> _What is expected_:
For each line below that holds the word "status", make a copy.

(Records drawn from a dataset)
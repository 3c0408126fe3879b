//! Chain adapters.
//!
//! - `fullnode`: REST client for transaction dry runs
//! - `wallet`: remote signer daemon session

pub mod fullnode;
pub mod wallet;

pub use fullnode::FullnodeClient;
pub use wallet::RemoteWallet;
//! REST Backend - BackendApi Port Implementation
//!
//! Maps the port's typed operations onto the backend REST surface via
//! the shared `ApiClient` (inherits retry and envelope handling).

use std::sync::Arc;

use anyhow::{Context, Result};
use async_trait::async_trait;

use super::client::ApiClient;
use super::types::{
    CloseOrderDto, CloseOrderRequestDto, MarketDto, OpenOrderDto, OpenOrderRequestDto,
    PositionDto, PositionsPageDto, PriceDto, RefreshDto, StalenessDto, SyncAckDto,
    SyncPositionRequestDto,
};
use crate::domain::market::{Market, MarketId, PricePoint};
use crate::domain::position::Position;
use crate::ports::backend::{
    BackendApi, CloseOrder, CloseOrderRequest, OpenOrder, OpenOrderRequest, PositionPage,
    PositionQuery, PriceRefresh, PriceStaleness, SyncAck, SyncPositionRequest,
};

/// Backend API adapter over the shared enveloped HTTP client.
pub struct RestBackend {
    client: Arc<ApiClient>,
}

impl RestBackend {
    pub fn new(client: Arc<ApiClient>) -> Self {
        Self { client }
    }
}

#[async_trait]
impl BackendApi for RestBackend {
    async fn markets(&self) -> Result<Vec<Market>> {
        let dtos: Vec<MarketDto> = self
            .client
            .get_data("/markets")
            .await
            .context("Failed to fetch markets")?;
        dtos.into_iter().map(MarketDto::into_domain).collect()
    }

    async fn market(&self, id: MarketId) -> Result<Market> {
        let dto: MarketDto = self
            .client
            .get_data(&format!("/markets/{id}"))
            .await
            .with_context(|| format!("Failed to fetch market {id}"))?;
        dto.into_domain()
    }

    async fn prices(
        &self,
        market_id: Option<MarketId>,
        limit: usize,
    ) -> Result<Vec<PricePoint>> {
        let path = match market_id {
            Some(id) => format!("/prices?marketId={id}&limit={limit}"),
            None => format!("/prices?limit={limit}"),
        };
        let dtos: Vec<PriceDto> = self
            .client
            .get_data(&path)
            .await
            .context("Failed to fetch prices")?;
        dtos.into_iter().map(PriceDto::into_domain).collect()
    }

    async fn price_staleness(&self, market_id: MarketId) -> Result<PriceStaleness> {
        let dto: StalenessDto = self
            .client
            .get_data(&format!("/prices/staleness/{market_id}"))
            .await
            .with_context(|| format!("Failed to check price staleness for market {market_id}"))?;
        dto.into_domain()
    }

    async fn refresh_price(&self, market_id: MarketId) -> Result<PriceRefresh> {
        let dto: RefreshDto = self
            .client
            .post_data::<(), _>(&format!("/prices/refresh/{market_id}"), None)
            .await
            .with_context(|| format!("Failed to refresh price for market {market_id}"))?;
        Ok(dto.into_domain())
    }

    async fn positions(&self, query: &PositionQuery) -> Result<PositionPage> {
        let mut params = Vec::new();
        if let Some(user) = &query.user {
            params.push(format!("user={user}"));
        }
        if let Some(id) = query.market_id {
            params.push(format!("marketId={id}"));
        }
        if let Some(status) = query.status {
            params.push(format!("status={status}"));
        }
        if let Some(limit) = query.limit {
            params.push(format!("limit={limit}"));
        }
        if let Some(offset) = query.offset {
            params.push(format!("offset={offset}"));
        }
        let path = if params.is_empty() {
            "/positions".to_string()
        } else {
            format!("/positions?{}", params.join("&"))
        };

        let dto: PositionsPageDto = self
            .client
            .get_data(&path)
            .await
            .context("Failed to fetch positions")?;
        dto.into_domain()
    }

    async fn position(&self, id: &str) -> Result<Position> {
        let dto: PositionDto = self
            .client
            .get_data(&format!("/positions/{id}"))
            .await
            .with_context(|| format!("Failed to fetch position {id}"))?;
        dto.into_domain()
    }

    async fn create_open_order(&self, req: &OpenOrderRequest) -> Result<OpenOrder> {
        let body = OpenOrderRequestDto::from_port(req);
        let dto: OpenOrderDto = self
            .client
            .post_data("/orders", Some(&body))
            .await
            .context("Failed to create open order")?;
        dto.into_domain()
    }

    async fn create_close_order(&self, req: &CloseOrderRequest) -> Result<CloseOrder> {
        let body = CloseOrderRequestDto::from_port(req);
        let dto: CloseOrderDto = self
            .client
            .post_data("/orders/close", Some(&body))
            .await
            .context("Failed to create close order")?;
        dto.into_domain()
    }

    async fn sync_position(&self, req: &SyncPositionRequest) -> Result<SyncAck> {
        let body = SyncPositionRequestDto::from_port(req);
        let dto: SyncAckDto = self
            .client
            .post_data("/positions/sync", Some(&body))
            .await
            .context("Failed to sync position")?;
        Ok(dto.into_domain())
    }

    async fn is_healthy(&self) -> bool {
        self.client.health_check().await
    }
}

* * *

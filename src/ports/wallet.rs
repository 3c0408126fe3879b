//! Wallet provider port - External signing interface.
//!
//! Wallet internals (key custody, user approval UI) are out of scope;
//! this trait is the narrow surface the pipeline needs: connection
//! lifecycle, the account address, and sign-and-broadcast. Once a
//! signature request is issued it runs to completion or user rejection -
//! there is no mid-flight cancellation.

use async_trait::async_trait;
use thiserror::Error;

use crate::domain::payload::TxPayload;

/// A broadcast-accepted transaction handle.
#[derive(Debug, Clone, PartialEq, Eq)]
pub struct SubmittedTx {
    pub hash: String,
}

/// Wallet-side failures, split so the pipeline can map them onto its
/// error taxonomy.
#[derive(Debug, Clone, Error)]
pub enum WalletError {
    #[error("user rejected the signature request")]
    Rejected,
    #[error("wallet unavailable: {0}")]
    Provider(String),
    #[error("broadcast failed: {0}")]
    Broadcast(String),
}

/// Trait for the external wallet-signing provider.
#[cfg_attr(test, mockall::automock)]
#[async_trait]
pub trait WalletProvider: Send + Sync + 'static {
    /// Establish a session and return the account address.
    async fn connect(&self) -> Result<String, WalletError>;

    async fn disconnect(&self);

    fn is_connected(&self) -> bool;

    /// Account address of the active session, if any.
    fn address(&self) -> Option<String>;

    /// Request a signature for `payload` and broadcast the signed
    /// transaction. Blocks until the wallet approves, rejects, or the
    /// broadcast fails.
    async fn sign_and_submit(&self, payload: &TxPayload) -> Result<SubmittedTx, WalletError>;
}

> _Solved exercise_:
        if let Some(status) = query.status {
            params.push(format!("status={status}"));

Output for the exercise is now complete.